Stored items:
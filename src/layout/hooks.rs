//! Per-layout hooks run by the packer.

use std::fmt;
use std::path::{Path, PathBuf};

use anyhow::Result;

use super::Layout;
use crate::patch::OutputPatchSet;
use crate::resolver::Resolver;

/// What a hook may look at while a unit is being packed.
#[derive(Clone, Copy)]
pub struct HookContext<'a> {
    pub layout: &'a Layout,
    pub resolver: &'a dyn Resolver,
    pub build_number: &'a str,
}

impl fmt::Debug for HookContext<'_> {
    fn fmt(&self, f: &mut fmt::Formatter<'_>) -> fmt::Result {
        f.debug_struct("HookContext")
            .field("layout", &self.layout.name())
            .field("build_number", &self.build_number)
            .finish()
    }
}

/// Stages overrides in the patch set before a plugin is packed.
pub trait LayoutPatcher: Send + Sync + fmt::Debug {
    fn apply(&self, patches: &OutputPatchSet, ctx: &HookContext<'_>) -> Result<()>;
}

/// Produces an extra file or directory to copy into the unit directory.
pub trait ResourceGenerator: Send + Sync + fmt::Debug {
    /// Generate into `scratch_dir` and return the produced path, or `None`
    /// when there is nothing to add for this build.
    fn generate(&self, scratch_dir: &Path, ctx: &HookContext<'_>) -> Result<Option<PathBuf>>;

    /// Path relative to the unit directory the output is copied to.
    fn target(&self) -> &str;
}

/// Writes fixed bytes to a module path; the common "inject a file" patcher.
#[derive(Debug, Clone)]
pub struct StaticPatch {
    pub module: String,
    pub path: String,
    pub data: bytes::Bytes,
    pub overwrite: bool,
}

impl LayoutPatcher for StaticPatch {
    fn apply(&self, patches: &OutputPatchSet, _ctx: &HookContext<'_>) -> Result<()> {
        if self.overwrite {
            patches.set_overwriting(&self.module, &self.path, self.data.clone());
        } else {
            patches.set(&self.module, &self.path, self.data.clone())?;
        }
        Ok(())
    }
}
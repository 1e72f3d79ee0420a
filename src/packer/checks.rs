//! Checks and hooks that run before a unit is planned.

use anyhow::{Context, Result};

use super::Packer;
use crate::error::PackError;
use crate::layout::hooks::{HookContext, LayoutPatcher};
use crate::layout::{Layout, LayoutKind};
use crate::patch::OutputPatchSet;
use crate::resolver::Resolver;

/// Excludes for a module without compiled output point at a stale layout.
pub(super) fn verify_excludes(resolver: &dyn Resolver, layout: &Layout) -> Result<()> {
    for module in layout.modules_with_excludes() {
        let output = resolver.module_output_dir(module)?;
        if !output.is_dir() {
            return Err(PackError::ExcludesForMissingOutput {
                module: module.to_string(),
            }
            .into());
        }
    }
    Ok(())
}

/// Run the layout's patchers in registration order.
pub(super) fn run_patchers(packer: &Packer<'_>, layout: &Layout) -> Result<()> {
    let ctx = HookContext {
        layout,
        resolver: packer.resolver,
        build_number: &packer.options.build_number,
    };
    for (index, patcher) in layout.patchers().iter().enumerate() {
        patcher
            .apply(packer.patches, &ctx)
            .with_context(|| format!("patcher #{} of '{}' ({:?})", index + 1, layout.name(), patcher))?;
    }
    Ok(())
}

/// Stage the build's version and compatibility range in a plugin's
/// descriptor, after the layout's own patchers.
pub(super) fn patch_descriptor(packer: &Packer<'_>, layout: &Layout) -> Result<()> {
    let Some(patcher) = packer.descriptor else {
        return Ok(());
    };
    let ctx = HookContext {
        layout,
        resolver: packer.resolver,
        build_number: &packer.options.build_number,
    };
    patcher.apply(packer.patches, &ctx)
}

/// A plugin needs exactly one top-level module whose packed content
/// carries the descriptor; a descriptor excluded from compiled output does
/// not count.
pub(super) fn verify_plugin_descriptor(
    resolver: &dyn Resolver,
    patches: &OutputPatchSet,
    layout: &Layout,
) -> Result<()> {
    if layout.kind() != LayoutKind::Plugin {
        return Ok(());
    }

    let mut carriers = Vec::new();
    for (archive, modules) in layout.archives() {
        if archive.contains('/') {
            continue;
        }
        for module in modules {
            if carriers.contains(module) {
                continue;
            }
            let excludes = layout.excludes_for(module);
            if patches
                .patched_plugin_descriptor(resolver, module, excludes)?
                .is_some()
            {
                carriers.push(module.clone());
            }
        }
    }

    match carriers.len() {
        1 => Ok(()),
        0 => Err(PackError::MissingPluginDescriptor {
            plugin: layout.name().to_string(),
        }
        .into()),
        _ => Err(PackError::MultiplePluginDescriptors {
            plugin: layout.name().to_string(),
            modules: carriers,
        }
        .into()),
    }
}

- What you should do: Every record must be set down again exactly.

- Answer to the problem:
filename src/layout/hooks.rs
//! Per-layout hooks run by the packer.

use std::fmt;
use std::path::{Path, PathBuf};

use anyhow::Result;

use super::Layout;
use crate::patch::OutputPatchSet;
use crate::resolver::Resolver;

/// What a hook may look at while a unit is being packed.
#[derive(Clone, Copy)]
pub struct HookContext<'a> {
    pub layout: &'a Layout,
    pub resolver: &'a dyn Resolver,
    pub build_number: &'a str,
}

impl fmt::Debug for HookContext<'_> {
    fn fmt(&self, f: &mut fmt::Formatter<'_>) -> fmt::Result {
        f.debug_struct("HookContext")
            .field("layout", &self.layout.name())
            .field("build_number", &self.build_number)
            .finish()
    }
}

/// Stages overrides in the patch set before a plugin is packed.
pub trait LayoutPatcher: Send + Sync + fmt::Debug {
    fn apply(&self, patches: &OutputPatchSet, ctx: &HookContext<'_>) -> Result<()>;
}

/// Produces an extra file or directory to copy into the unit directory.
pub trait ResourceGenerator: Send + Sync + fmt::Debug {
    /// Generate into `scratch_dir` and return the produced path, or `None`
    /// when there is nothing to add for this build.
    fn generate(&self, scratch_dir: &Path, ctx: &HookContext<'_>) -> Result<Option<PathBuf>>;

    /// Path relative to the unit directory the output is copied to.
    fn target(&self) -> &str;
}

/// Writes fixed bytes to a module path; the common "inject a file" patcher.
#[derive(Debug, Clone)]
pub struct StaticPatch {
    pub module: String,
    pub path: String,
    pub data: bytes::Bytes,
    pub overwrite: bool,
}

impl LayoutPatcher for StaticPatch {
    fn apply(&self, patches: &OutputPatchSet, _ctx: &HookContext<'_>) -> Result<()> {
        if self.overwrite {
            patches.set_overwriting(&self.module, &self.path, self.data.clone());
        } else {
            patches.set(&self.module, &self.path, self.data.clone())?;
        }
        Ok(())
    }
}
repository 1e72f3d79ee0420a
filename src/packer/checks.rs
//! Checks and hooks that run before a unit is planned.

use anyhow::{Context, Result};

use super::Packer;
use crate::error::PackError;
use crate::layout::hooks::{HookContext, LayoutPatcher};
use crate::layout::{Layout, LayoutKind};
use crate::patch::OutputPatchSet;
use crate::resolver::Resolver;

/// Excludes for a module without compiled output point at a stale layout.
pub(super) fn verify_excludes(resolver: &dyn Resolver, layout: &Layout) -> Result<()> {
    for module in layout.modules_with_excludes() {
        let output = resolver.module_output_dir(module)?;
        if !output.is_dir() {
            return Err(PackError::ExcludesForMissingOutput {
                module: module.to_string(),
            }
            .into());
        }
    }
    Ok(())
}

/// Run the layout's patchers in registration order.
pub(super) fn run_patchers(packer: &Packer<'_>, layout: &Layout) -> Result<()> {
    let ctx = HookContext {
        layout,
        resolver: packer.resolver,
        build_number: &packer.options.build_number,
    };
    for (index, patcher) in layout.patchers().iter().enumerate() {
        patcher
            .apply(packer.patches, &ctx)
            .with_context(|| format!("patcher #{} of '{}' ({:?})", index + 1, layout.name(), patcher))?;
    }
    Ok(())
}

/// Stage the build's version and compatibility range in a plugin's
/// descriptor, after the layout's own patchers.
pub(super) fn patch_descriptor(packer: &Packer<'_>, layout: &Layout) -> Result<()> {
    let Some(patcher) = packer.descriptor else {
        return Ok(());
    };
    let ctx = HookContext {
        layout,
        resolver: packer.resolver,
        build_number: &packer.options.build_number,
    };
    patcher.apply(packer.patches, &ctx)
}

/// A plugin needs exactly one top-level module whose packed content
/// carries the descriptor; a descriptor excluded from compiled output does
/// not count.
pub(super) fn verify_plugin_descriptor(
    resolver: &dyn Resolver,
    patches: &OutputPatchSet,
    layout: &Layout,
) -> Result<()> {
    if layout.kind() != LayoutKind::Plugin {
        return Ok(());
    }

    let mut carriers = Vec::new();
    for (archive, modules) in layout.archives() {
        if archive.contains('/') {
            continue;
        }
        for module in modules {
            if carriers.contains(module) {
                continue;
            }
            let excludes = layout.excludes_for(module);
            if patches
                .patched_plugin_descriptor(resolver, module, excludes)?
                .is_some()
            {
                carriers.push(module.clone());
            }
        }
    }

    match carriers.len() {
        1 => Ok(()),
        0 => Err(PackError::MissingPluginDescriptor {
            plugin: layout.name().to_string(),
        }
        .into()),
        _ => Err(PackError::MultiplePluginDescriptors {
            plugin: layout.name().to_string(),
            modules: carriers,
        }
        .into()),
    }
}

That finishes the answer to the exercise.